__Task goal__.
Every line with the string "wizard" must be copied from the entries below.

__Exercise input__.
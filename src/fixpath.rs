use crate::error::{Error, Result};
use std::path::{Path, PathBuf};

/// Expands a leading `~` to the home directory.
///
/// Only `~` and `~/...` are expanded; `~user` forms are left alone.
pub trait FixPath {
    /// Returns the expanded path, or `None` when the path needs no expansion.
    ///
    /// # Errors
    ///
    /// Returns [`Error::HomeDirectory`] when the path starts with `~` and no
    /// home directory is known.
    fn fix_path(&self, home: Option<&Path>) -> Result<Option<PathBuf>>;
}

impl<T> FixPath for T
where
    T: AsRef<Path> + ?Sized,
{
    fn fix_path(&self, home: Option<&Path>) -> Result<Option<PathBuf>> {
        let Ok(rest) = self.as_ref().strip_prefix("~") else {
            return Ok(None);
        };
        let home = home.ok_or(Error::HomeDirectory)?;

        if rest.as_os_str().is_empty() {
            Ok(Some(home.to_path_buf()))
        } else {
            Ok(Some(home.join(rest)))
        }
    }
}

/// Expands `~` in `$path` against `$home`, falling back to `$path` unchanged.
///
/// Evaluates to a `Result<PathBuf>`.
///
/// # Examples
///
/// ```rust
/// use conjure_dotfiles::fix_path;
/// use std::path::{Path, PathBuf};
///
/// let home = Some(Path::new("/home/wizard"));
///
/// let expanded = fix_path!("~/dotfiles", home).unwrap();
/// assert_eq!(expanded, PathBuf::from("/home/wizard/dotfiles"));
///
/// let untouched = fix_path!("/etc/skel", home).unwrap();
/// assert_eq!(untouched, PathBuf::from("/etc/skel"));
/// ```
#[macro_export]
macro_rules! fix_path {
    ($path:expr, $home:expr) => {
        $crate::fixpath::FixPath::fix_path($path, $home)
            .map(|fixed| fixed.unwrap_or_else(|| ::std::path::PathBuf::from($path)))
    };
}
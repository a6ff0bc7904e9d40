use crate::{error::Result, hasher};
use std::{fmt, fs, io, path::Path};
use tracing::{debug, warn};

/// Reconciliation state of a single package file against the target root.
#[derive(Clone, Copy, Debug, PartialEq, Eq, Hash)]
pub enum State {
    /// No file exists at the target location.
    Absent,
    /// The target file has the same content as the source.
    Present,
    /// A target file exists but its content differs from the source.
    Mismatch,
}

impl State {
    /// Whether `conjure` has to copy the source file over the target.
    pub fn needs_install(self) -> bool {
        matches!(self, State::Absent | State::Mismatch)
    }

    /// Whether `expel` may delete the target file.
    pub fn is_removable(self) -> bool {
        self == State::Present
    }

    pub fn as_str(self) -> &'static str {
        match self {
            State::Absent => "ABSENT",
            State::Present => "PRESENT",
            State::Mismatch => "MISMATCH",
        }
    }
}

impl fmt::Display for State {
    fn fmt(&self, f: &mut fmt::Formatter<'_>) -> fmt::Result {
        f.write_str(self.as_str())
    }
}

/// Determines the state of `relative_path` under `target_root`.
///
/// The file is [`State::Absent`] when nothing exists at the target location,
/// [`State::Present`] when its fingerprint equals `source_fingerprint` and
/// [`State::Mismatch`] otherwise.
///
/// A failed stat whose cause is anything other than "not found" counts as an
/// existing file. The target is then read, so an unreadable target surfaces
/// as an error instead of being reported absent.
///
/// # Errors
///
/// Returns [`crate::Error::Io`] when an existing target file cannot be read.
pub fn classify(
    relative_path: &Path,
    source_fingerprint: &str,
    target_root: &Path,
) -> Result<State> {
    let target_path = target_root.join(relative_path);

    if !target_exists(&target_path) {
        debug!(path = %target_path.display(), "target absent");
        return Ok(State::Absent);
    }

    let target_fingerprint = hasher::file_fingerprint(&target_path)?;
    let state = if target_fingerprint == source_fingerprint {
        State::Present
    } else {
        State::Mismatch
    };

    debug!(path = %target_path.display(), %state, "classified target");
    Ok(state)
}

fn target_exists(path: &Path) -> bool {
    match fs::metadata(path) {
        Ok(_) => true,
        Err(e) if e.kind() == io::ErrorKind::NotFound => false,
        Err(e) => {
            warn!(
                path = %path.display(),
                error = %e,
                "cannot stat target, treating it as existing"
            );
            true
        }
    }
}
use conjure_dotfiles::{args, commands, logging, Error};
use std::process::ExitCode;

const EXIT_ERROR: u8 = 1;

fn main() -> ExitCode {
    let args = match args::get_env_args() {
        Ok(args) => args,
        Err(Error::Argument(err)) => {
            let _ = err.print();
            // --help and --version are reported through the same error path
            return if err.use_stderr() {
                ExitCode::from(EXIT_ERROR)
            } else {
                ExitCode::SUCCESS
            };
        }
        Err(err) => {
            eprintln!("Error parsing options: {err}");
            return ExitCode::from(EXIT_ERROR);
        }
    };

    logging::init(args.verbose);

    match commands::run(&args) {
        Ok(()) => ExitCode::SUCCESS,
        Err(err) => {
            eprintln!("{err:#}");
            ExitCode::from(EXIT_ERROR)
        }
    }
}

---

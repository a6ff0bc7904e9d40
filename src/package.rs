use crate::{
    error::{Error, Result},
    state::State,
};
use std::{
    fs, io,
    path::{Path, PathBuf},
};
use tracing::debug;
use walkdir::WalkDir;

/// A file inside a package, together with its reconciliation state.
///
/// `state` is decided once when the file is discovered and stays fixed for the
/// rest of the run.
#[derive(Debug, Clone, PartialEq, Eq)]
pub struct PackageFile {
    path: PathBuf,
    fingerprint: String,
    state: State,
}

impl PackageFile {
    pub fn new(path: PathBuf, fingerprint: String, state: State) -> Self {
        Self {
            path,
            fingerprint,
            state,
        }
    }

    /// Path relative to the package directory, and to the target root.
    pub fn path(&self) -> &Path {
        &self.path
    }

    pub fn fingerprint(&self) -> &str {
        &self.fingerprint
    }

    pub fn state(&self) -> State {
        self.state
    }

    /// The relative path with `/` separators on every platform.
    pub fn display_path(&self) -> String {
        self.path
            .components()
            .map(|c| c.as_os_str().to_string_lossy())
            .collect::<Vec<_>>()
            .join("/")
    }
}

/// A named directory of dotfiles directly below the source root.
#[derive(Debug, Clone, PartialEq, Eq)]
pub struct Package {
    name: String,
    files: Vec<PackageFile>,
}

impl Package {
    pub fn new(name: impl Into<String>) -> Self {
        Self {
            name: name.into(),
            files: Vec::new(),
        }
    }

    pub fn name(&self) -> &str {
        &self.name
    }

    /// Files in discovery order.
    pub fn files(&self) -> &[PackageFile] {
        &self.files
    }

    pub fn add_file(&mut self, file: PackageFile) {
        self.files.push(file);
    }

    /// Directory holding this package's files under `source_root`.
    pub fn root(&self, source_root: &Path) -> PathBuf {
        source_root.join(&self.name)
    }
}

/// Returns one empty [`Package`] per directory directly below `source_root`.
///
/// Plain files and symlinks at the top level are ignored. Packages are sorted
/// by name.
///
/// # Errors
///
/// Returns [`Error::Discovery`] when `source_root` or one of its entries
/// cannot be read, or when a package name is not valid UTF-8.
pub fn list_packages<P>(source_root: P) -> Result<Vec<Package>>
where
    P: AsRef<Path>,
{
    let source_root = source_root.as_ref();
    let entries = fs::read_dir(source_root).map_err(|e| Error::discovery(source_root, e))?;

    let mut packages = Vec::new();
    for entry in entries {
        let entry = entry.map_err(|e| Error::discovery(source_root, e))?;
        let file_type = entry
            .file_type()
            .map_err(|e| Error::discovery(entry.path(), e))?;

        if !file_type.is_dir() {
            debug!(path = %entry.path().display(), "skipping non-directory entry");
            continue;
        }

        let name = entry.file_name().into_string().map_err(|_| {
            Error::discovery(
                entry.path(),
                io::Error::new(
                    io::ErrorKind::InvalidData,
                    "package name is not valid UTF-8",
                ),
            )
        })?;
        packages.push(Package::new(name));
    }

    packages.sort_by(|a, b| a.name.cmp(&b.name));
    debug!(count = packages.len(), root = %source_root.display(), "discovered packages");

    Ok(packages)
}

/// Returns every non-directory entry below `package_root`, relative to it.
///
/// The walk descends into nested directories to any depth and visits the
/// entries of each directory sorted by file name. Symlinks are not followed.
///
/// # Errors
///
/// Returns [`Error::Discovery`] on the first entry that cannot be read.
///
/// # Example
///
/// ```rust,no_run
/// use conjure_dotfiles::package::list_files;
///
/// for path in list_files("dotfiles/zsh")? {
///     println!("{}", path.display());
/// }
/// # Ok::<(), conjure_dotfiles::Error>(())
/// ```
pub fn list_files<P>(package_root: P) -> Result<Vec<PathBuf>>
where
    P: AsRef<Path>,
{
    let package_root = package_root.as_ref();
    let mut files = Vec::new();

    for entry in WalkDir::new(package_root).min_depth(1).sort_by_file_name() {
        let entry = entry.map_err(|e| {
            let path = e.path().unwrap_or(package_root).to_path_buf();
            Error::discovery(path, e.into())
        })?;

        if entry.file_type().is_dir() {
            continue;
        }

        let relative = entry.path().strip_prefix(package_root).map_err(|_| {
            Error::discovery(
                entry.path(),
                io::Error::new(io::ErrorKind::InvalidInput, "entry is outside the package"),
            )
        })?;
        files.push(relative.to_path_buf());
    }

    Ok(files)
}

--

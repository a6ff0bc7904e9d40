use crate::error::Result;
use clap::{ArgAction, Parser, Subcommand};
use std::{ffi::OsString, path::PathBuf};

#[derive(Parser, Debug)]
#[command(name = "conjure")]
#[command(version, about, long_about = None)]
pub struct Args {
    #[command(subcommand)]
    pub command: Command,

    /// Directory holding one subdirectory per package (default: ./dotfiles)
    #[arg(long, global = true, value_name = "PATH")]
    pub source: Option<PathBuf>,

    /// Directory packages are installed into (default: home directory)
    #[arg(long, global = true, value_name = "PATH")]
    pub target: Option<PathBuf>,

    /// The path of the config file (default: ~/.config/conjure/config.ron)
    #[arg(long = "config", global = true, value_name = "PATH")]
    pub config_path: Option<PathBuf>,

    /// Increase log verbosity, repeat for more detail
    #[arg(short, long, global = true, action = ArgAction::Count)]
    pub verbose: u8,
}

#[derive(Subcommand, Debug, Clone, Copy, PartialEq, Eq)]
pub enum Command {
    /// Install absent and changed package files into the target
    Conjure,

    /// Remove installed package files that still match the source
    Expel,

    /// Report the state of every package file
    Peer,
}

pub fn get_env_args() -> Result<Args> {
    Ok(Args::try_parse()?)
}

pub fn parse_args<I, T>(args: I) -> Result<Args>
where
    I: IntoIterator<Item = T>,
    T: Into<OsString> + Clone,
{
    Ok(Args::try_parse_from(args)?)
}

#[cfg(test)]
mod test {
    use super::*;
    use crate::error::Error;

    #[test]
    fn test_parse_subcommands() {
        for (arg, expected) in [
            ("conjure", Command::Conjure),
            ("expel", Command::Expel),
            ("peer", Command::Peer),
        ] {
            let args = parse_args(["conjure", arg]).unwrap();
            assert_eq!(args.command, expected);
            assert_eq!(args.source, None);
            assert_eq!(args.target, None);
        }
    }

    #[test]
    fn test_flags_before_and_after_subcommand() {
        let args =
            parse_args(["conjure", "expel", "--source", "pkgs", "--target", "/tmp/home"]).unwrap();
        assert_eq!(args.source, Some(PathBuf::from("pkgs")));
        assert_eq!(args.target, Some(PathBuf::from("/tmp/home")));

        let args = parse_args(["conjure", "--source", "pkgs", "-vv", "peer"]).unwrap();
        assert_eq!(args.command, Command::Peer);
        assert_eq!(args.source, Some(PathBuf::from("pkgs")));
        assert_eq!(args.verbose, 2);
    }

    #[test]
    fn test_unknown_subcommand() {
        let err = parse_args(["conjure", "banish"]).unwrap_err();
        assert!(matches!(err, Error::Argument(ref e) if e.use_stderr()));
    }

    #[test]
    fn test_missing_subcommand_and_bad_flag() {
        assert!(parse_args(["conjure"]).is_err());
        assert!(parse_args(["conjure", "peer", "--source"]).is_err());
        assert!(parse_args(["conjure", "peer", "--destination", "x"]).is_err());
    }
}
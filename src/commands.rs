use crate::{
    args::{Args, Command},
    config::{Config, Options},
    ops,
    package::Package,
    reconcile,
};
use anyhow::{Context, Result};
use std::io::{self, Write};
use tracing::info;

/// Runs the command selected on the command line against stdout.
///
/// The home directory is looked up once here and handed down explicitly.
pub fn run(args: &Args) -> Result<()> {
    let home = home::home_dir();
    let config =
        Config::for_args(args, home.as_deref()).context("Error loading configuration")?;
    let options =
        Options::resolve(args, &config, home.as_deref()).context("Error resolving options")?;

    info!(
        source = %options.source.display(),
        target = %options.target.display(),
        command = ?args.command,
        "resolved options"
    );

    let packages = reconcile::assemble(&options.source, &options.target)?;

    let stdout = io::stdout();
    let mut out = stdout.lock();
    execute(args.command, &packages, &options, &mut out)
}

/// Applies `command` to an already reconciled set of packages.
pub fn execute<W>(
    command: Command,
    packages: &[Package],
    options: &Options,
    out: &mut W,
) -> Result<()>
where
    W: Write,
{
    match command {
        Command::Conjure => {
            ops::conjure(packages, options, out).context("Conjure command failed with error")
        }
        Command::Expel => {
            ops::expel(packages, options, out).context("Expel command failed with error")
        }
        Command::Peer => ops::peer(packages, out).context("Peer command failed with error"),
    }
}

__Answer to this problem__.
/// let home = Some(Path::new("/home/wizard"));
/// assert_eq!(expanded, PathBuf::from("/home/wizard/dotfiles"));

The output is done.